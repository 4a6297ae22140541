//! Search usage metrics.
//!
//! Counters are shared atomics, so clones of a tracker report into the same totals.

use std::sync::atomic::{AtomicU64, Ordering};
use std::sync::Arc;
use std::time::Instant;

/// Process-wide search metrics.
#[derive(Debug, Clone)]
pub struct MetricsTracker {
    search_queries_total: Arc<AtomicU64>,
    zero_result_searches_total: Arc<AtomicU64>,
    suggestion_requests_total: Arc<AtomicU64>,
    search_time_ms_total: Arc<AtomicU64>,
}

impl MetricsTracker {
    /// Create a new metrics tracker.
    pub fn new() -> Self {
        Self {
            search_queries_total: Arc::new(AtomicU64::new(0)),
            zero_result_searches_total: Arc::new(AtomicU64::new(0)),
            suggestion_requests_total: Arc::new(AtomicU64::new(0)),
            search_time_ms_total: Arc::new(AtomicU64::new(0)),
        }
    }

    /// Track a search query.
    pub fn track_search_query(&self, duration_ms: u128, result_count: usize) {
        self.search_queries_total.fetch_add(1, Ordering::Relaxed);
        let duration = u64::try_from(duration_ms).unwrap_or(u64::MAX);
        let _ = self.search_time_ms_total.fetch_update(
            Ordering::Relaxed,
            Ordering::Relaxed,
            |total| Some(total.saturating_add(duration)),
        );

        if result_count == 0 {
            self.zero_result_searches_total.fetch_add(1, Ordering::Relaxed);
        }

        tracing::info!(
            duration_ms = duration_ms,
            result_count = result_count,
            "Search query completed"
        );
    }

    /// Track a suggestion lookup.
    pub fn track_suggestion_request(&self, suggestion_count: usize) {
        self.suggestion_requests_total.fetch_add(1, Ordering::Relaxed);
        tracing::debug!(suggestion_count = suggestion_count, "Suggestions served");
    }

    /// Get the total number of search queries.
    pub fn search_queries_total(&self) -> u64 {
        self.search_queries_total.load(Ordering::Relaxed)
    }

    /// Get the number of searches that returned nothing.
    pub fn zero_result_searches_total(&self) -> u64 {
        self.zero_result_searches_total.load(Ordering::Relaxed)
    }

    /// Get the total number of suggestion requests.
    pub fn suggestion_requests_total(&self) -> u64 {
        self.suggestion_requests_total.load(Ordering::Relaxed)
    }

    /// Get the summed search time in milliseconds.
    pub fn search_time_ms_total(&self) -> u64 {
        self.search_time_ms_total.load(Ordering::Relaxed)
    }

    /// Get the share of searches with no results (0.0 to 1.0).
    pub fn zero_result_rate(&self) -> f64 {
        let total = self.search_queries_total() as f64;

        if total == 0.0 {
            0.0
        } else {
            self.zero_result_searches_total() as f64 / total
        }
    }

    /// Get the mean search time in milliseconds.
    pub fn average_search_ms(&self) -> f64 {
        let total = self.search_queries_total() as f64;

        if total == 0.0 {
            0.0
        } else {
            self.search_time_ms_total() as f64 / total
        }
    }

    /// Print a summary of all metrics.
    pub fn summary(&self) -> String {
        format!(
            "Metrics Summary:\n\
             Search Queries: {}\n\
             Zero-Result Searches: {} ({:.2}%)\n\
             Average Search Time: {:.2}ms\n\
             Suggestion Requests: {}",
            self.search_queries_total(),
            self.zero_result_searches_total(),
            self.zero_result_rate() * 100.0,
            self.average_search_ms(),
            self.suggestion_requests_total(),
        )
    }
}

impl Default for MetricsTracker {
    fn default() -> Self {
        Self::new()
    }
}

/// A timer for tracking operation duration.
pub struct Timer {
    start: Instant,
    operation: &'static str,
}

impl Timer {
    /// Start a new timer for the given operation.
    pub fn new(operation: &'static str) -> Self {
        Self {
            start: Instant::now(),
            operation,
        }
    }

    /// Finish the timer and return the elapsed time in milliseconds.
    pub fn finish(self) -> u128 {
        let duration_ms = self.start.elapsed().as_millis();

        tracing::debug!(
            operation = self.operation,
            duration_ms = duration_ms,
            "Operation completed"
        );

        duration_ms
    }
}

#[cfg(test)]
mod tests {
    use super::*;

    #[test]
    fn test_metrics_tracker_creation() {
        let tracker = MetricsTracker::new();
        assert_eq!(tracker.search_queries_total(), 0);
        assert_eq!(tracker.zero_result_searches_total(), 0);
        assert_eq!(tracker.suggestion_requests_total(), 0);
        assert_eq!(tracker.search_time_ms_total(), 0);
        assert_eq!(tracker.average_search_ms(), 0.0);
    }

    #[test]
    fn test_track_search_query() {
        let tracker = MetricsTracker::new();

        tracker.track_search_query(150, 5);
        assert_eq!(tracker.search_queries_total(), 1);
        assert_eq!(tracker.zero_result_searches_total(), 0);

        tracker.track_search_query(50, 0);
        assert_eq!(tracker.search_queries_total(), 2);
        assert_eq!(tracker.zero_result_searches_total(), 1);
        assert_eq!(tracker.search_time_ms_total(), 200);
        assert!((tracker.average_search_ms() - 100.0).abs() < f64::EPSILON);
        assert!((tracker.zero_result_rate() - 0.5).abs() < f64::EPSILON);
    }

    #[test]
    fn test_search_time_saturates() {
        let tracker = MetricsTracker::new();

        tracker.track_search_query(u128::MAX, 1);
        tracker.track_search_query(5, 1);
        assert_eq!(tracker.search_time_ms_total(), u64::MAX);

        let tracker = MetricsTracker::new();
        tracker.track_search_query(u128::from(u64::MAX - 1), 1);
        tracker.track_search_query(10, 1);
        assert_eq!(tracker.search_time_ms_total(), u64::MAX);
    }

    #[test]
    fn test_clones_share_counters() {
        let tracker = MetricsTracker::new();
        let clone = tracker.clone();

        clone.track_suggestion_request(3);
        assert_eq!(tracker.suggestion_requests_total(), 1);
    }

    #[test]
    fn test_timer() {
        let timer = Timer::new("test_operation");
        std::thread::sleep(std::time::Duration::from_millis(10));
        let duration = timer.finish();
        assert!(duration >= 10);
    }

    #[test]
    fn test_summary() {
        let tracker = MetricsTracker::new();
        tracker.track_search_query(10, 0);
        tracker.track_suggestion_request(2);

        let summary = tracker.summary();
        assert!(summary.contains("Search Queries: 1"));
        assert!(summary.contains("Zero-Result Searches: 1"));
        assert!(summary.contains("Suggestion Requests: 1"));
    }
}
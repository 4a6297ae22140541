//! Relevance scoring of one document against a tokenized query.
//!
//! Every query token is checked against the title, keywords, and body on
//! three tiers (exact, partial, fuzzy). All tiers that apply add up; there is
//! no early exit. The summed points are then multiplied by the document
//! kind's boost.

use super::index::IndexEntry;
use crate::matching::FuzzyMatcher;
use crate::models::{QueryOperator, SearchOptions};

/// Points for an exact token match in the title.
pub const EXACT_TITLE: u32 = 10;
/// Points for an exact token match in a keyword.
pub const EXACT_KEYWORD: u32 = 8;
/// Points for an exact token match in the body.
pub const EXACT_BODY: u32 = 5;
/// Points for a substring match in the title.
pub const PARTIAL_TITLE: u32 = 6;
/// Points for a substring match in a keyword.
pub const PARTIAL_KEYWORD: u32 = 4;
/// Points for a substring match in the body.
pub const PARTIAL_BODY: u32 = 2;
/// Points for a fuzzy match in the title.
pub const FUZZY_TITLE: u32 = 3;
/// Points for a fuzzy match in a keyword.
pub const FUZZY_KEYWORD: u32 = 2;
/// Points for a fuzzy match in the body.
pub const FUZZY_BODY: u32 = 1;

/// Either string contains the other. An empty string never matches.
pub fn is_partial_match(query_token: &str, target: &str) -> bool {
    if query_token.is_empty() || target.is_empty() {
        return false;
    }
    target.contains(query_token) || query_token.contains(target)
}

fn any_exact(tokens: &[String], query_token: &str) -> bool {
    tokens.iter().any(|token| token == query_token)
}

fn any_partial(tokens: &[String], query_token: &str) -> bool {
    tokens.iter().any(|token| is_partial_match(query_token, token))
}

fn any_fuzzy(
    matcher: &mut FuzzyMatcher,
    tokens: &[String],
    query_token: &str,
    threshold: f64,
) -> bool {
    tokens
        .iter()
        .any(|token| matcher.is_match(query_token, token, threshold))
}

/// Points one query token earns against one document, before the kind boost.
pub fn token_points(
    entry: &IndexEntry,
    query_token: &str,
    options: &SearchOptions,
    matcher: &mut FuzzyMatcher,
) -> u32 {
    let mut points = 0;

    if any_exact(&entry.title_tokens, query_token) {
        points += EXACT_TITLE;
    }
    if any_exact(&entry.keyword_tokens, query_token) {
        points += EXACT_KEYWORD;
    }
    if any_exact(&entry.body_tokens, query_token) {
        points += EXACT_BODY;
    }

    if options.include_partial_matches {
        if any_partial(&entry.title_tokens, query_token) {
            points += PARTIAL_TITLE;
        }
        if any_partial(&entry.keyword_tokens, query_token) {
            points += PARTIAL_KEYWORD;
        }
        if any_partial(&entry.body_tokens, query_token) {
            points += PARTIAL_BODY;
        }
    }

    if options.fuzzy_enabled() {
        let threshold = options.fuzzy_threshold;
        if any_fuzzy(matcher, &entry.title_tokens, query_token, threshold) {
            points += FUZZY_TITLE;
        }
        if any_fuzzy(matcher, &entry.keyword_tokens, query_token, threshold) {
            points += FUZZY_KEYWORD;
        }
        if any_fuzzy(matcher, &entry.body_tokens, query_token, threshold) {
            points += FUZZY_BODY;
        }
    }

    points
}

/// Score a document for a query. Zero means "not a match".
///
/// `options` is expected to be normalized already.
pub fn score_document(
    entry: &IndexEntry,
    query_tokens: &[String],
    options: &SearchOptions,
    matcher: &mut FuzzyMatcher,
) -> f64 {
    let mut total: u32 = 0;

    for query_token in query_tokens {
        let points = token_points(entry, query_token, options, matcher);
        if points == 0 && options.operator == QueryOperator::And {
            return 0.0;
        }
        total += points;
    }

    f64::from(total) * entry.document.kind.boost()
}
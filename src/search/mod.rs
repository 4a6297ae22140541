//! Site search: tokenizing, indexing, scoring, snippets and highlighting.
//!
//! [`SearchEngine`] ties the pieces together over an immutable [`DocumentIndex`].

pub mod engine;
pub mod index;
pub mod scoring;
pub mod snippet;
pub mod tokenizer;

pub use engine::{
    SearchEngine, DEFAULT_MAX_QUERY_CHARS, DEFAULT_SUGGESTION_LIMIT, POPULAR_SEARCHES,
};
pub use index::{DocumentIndex, IndexEntry};
pub use snippet::{generate_snippet, highlight_matches, HighlightMarkers, MAX_SNIPPET_LENGTH};
pub use tokenizer::{is_stop_word, tokenize, STOP_WORDS};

###

For every line above that has "kind" in it, copy the line.

### WRITTEN RESPONSE
//! kind's boost.
/// Points one query token earns against one document, before the kind boost.
    f64::from(total) * entry.document.kind.boost()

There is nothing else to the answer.